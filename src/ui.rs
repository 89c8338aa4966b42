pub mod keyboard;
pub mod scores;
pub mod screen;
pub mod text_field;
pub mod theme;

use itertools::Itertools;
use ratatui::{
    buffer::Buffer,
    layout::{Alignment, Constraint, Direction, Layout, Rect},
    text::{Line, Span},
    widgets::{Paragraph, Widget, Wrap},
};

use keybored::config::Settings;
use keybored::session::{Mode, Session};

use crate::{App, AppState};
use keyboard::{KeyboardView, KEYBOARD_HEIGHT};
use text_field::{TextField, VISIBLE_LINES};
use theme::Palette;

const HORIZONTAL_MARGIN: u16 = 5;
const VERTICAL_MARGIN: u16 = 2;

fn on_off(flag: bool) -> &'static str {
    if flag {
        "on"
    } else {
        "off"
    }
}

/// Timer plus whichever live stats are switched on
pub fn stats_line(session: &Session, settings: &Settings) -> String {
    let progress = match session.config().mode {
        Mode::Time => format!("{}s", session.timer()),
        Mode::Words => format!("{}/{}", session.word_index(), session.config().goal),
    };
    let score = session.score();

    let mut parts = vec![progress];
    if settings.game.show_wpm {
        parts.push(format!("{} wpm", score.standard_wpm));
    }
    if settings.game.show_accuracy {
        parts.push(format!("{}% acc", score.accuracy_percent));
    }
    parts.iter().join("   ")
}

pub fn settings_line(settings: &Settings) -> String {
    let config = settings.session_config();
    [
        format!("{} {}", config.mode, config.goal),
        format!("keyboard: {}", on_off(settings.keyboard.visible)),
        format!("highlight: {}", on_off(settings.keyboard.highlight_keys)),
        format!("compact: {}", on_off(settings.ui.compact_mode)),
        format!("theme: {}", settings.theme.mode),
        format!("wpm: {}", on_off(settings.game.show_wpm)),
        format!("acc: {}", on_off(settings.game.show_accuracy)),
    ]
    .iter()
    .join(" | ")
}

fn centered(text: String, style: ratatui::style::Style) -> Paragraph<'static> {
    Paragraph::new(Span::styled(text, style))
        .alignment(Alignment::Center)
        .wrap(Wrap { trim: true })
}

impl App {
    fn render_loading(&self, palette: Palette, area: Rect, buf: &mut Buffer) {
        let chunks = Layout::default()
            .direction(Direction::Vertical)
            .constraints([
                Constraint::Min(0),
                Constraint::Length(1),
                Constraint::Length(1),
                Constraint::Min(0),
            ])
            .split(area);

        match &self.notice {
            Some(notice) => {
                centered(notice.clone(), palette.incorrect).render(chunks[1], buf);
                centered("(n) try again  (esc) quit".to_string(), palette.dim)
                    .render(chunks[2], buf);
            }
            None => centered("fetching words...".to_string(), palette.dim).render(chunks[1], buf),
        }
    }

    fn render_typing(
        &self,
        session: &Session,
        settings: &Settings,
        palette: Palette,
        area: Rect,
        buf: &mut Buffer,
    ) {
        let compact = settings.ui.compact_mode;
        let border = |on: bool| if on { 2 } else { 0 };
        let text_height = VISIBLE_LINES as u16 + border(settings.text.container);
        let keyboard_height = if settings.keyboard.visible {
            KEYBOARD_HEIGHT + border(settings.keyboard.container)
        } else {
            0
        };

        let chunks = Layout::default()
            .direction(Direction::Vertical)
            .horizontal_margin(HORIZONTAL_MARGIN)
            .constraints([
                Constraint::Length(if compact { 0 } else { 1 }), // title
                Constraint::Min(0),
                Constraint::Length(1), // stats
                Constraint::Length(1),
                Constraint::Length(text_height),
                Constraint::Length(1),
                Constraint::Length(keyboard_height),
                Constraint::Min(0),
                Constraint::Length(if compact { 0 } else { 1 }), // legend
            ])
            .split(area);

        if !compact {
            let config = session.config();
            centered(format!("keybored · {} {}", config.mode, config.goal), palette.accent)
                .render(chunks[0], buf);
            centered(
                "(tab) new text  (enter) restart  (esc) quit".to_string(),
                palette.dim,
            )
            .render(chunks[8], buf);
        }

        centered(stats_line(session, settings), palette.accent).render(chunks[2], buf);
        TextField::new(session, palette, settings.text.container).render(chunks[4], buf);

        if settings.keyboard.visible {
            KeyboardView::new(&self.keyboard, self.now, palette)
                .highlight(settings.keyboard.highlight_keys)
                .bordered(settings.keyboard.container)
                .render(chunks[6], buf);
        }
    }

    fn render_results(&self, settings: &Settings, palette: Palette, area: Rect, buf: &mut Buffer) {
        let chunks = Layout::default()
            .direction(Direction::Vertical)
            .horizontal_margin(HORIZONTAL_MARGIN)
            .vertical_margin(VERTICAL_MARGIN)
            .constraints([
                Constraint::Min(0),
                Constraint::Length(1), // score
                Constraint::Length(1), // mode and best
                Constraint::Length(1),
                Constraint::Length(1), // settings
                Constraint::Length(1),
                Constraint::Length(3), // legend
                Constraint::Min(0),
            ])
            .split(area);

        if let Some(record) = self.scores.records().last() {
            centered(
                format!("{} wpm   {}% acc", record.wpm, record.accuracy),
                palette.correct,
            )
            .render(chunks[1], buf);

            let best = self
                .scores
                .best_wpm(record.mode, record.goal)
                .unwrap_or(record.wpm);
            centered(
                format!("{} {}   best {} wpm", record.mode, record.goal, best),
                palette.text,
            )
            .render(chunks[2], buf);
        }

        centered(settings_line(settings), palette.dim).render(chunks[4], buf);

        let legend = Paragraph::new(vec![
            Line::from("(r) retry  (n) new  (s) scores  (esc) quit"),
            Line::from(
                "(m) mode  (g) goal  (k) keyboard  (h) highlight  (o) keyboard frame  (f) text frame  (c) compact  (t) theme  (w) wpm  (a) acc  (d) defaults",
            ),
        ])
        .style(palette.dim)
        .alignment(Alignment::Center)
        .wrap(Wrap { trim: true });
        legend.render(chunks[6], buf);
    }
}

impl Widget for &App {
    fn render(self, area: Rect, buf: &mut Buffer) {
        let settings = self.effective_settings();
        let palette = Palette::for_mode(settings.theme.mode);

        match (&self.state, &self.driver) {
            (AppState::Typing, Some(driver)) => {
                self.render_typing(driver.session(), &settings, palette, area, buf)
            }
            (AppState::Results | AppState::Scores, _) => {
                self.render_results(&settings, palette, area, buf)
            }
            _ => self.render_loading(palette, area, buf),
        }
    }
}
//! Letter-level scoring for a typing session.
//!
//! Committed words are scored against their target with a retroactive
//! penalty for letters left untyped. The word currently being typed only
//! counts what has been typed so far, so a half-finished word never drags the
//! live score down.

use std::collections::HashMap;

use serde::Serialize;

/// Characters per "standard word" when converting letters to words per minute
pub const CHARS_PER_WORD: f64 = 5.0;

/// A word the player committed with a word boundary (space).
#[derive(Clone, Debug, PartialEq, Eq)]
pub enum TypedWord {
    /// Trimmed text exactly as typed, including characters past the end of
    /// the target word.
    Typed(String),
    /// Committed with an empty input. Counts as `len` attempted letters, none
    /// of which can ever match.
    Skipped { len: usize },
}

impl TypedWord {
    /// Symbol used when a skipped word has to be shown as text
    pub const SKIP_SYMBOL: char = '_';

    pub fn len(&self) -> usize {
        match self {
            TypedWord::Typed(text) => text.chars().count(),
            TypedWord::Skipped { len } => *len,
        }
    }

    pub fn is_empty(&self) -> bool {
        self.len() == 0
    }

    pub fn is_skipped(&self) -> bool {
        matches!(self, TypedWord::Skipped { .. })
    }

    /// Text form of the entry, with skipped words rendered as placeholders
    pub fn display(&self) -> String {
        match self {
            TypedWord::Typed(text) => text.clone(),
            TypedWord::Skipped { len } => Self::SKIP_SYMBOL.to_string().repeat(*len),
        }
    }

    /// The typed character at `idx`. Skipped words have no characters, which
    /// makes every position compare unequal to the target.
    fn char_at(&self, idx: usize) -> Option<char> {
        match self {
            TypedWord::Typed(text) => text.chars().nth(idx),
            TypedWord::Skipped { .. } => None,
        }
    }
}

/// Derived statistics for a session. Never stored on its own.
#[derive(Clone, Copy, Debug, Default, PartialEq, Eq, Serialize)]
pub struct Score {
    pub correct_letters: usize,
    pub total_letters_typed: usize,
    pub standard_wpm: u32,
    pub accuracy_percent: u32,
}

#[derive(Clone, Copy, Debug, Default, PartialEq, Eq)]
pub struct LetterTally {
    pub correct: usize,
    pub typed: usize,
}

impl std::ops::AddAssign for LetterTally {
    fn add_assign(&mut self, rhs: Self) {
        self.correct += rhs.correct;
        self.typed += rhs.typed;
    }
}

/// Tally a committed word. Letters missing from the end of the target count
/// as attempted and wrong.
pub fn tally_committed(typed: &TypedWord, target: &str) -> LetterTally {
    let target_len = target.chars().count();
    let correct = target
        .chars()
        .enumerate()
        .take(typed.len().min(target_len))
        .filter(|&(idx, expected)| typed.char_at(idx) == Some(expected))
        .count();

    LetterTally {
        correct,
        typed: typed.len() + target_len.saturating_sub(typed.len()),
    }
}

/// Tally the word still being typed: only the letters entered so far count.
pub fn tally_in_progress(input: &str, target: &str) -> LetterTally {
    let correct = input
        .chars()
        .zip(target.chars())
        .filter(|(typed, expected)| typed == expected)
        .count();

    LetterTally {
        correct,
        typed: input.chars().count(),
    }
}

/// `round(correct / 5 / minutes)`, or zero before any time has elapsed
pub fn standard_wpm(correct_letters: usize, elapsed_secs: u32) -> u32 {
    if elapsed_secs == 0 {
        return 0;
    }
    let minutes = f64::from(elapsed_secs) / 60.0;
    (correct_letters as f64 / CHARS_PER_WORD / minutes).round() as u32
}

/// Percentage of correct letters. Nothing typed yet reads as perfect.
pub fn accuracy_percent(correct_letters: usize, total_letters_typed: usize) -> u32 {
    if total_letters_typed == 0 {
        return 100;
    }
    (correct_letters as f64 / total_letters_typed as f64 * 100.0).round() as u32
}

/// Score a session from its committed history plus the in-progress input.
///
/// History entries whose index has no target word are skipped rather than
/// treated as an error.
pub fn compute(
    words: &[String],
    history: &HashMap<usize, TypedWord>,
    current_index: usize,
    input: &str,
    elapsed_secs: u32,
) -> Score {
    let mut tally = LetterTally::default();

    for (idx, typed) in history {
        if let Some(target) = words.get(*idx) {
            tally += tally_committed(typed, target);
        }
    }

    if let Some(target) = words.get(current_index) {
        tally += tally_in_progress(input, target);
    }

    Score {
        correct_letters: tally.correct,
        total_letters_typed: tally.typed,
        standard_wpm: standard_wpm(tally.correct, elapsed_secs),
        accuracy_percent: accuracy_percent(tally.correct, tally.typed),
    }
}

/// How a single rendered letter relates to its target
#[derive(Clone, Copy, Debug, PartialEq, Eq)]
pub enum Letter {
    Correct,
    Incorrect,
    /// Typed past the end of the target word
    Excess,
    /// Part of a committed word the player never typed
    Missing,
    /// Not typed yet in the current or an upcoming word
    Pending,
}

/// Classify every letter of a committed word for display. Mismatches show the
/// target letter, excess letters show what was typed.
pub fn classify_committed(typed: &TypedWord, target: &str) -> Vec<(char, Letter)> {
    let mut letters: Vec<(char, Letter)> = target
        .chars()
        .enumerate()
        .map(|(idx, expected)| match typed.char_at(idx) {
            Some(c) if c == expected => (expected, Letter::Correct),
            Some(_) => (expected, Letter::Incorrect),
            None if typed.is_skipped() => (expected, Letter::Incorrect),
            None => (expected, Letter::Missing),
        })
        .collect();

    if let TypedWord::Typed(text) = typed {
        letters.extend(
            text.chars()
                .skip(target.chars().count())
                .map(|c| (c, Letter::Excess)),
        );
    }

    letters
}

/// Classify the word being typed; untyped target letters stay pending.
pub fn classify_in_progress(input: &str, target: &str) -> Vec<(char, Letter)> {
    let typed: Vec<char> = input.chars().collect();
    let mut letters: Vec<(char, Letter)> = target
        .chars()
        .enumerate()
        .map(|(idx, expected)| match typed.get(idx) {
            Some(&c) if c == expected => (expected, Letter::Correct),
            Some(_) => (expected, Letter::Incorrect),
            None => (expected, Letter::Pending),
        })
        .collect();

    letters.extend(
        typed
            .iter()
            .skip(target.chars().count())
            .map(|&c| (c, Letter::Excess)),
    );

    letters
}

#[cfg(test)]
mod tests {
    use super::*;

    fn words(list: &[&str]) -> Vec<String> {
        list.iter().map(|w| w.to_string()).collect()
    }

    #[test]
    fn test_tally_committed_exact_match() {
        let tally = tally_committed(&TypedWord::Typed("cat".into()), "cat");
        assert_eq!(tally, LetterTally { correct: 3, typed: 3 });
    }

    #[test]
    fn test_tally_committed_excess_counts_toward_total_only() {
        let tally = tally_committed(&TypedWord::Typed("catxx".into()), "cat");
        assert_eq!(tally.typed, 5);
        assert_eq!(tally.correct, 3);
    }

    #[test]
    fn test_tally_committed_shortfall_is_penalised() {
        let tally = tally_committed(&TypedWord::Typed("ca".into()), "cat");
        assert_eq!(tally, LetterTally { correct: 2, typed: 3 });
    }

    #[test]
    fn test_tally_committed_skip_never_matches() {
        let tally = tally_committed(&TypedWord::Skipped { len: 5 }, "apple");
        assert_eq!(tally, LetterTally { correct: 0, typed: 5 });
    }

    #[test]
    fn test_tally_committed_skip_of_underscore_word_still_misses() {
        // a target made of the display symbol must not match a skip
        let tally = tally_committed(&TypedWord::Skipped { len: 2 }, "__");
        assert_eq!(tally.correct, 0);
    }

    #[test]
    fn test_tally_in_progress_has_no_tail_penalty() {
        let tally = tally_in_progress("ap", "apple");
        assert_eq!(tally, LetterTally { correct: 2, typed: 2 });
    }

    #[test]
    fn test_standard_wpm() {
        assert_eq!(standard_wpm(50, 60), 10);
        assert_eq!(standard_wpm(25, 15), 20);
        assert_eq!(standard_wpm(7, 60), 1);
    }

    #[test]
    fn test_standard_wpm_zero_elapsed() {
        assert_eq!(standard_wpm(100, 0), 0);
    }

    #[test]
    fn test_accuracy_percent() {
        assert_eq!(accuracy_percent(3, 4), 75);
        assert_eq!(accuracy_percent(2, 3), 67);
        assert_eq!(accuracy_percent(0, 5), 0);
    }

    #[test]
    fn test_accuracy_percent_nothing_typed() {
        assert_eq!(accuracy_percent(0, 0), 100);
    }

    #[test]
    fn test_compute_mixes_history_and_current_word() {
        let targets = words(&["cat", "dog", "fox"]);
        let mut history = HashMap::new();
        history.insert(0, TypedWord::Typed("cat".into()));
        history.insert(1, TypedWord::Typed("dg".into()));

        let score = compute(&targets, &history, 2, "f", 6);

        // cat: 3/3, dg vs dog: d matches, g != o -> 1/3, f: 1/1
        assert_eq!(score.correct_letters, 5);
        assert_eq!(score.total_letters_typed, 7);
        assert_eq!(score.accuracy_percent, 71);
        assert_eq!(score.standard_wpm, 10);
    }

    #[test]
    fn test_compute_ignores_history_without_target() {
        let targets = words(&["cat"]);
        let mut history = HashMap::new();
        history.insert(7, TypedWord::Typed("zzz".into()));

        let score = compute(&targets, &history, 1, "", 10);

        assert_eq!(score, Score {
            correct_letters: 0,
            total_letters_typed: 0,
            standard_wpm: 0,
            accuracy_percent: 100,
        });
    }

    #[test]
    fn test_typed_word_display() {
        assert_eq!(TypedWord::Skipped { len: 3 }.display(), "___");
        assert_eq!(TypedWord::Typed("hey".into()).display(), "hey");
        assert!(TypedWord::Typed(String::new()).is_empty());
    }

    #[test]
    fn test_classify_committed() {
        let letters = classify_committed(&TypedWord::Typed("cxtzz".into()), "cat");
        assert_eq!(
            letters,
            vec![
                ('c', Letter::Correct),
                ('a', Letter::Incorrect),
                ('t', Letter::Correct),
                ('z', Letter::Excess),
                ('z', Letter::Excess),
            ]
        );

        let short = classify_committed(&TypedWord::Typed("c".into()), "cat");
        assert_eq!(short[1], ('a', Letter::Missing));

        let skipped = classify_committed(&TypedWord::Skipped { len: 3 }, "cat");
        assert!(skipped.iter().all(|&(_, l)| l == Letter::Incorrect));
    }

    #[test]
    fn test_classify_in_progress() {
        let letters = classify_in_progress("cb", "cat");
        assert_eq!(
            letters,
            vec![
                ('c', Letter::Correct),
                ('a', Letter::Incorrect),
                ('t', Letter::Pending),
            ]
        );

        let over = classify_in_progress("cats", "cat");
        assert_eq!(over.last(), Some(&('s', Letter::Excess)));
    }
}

────────────────────

■ **WHAT YOU WILL DO**: Write out every line from the data above that includes "Serialize".

■ **YOUR SOLUTION**:
use serde::Serialize;
#[derive(Clone, Copy, Debug, Default, PartialEq, Eq, Serialize)]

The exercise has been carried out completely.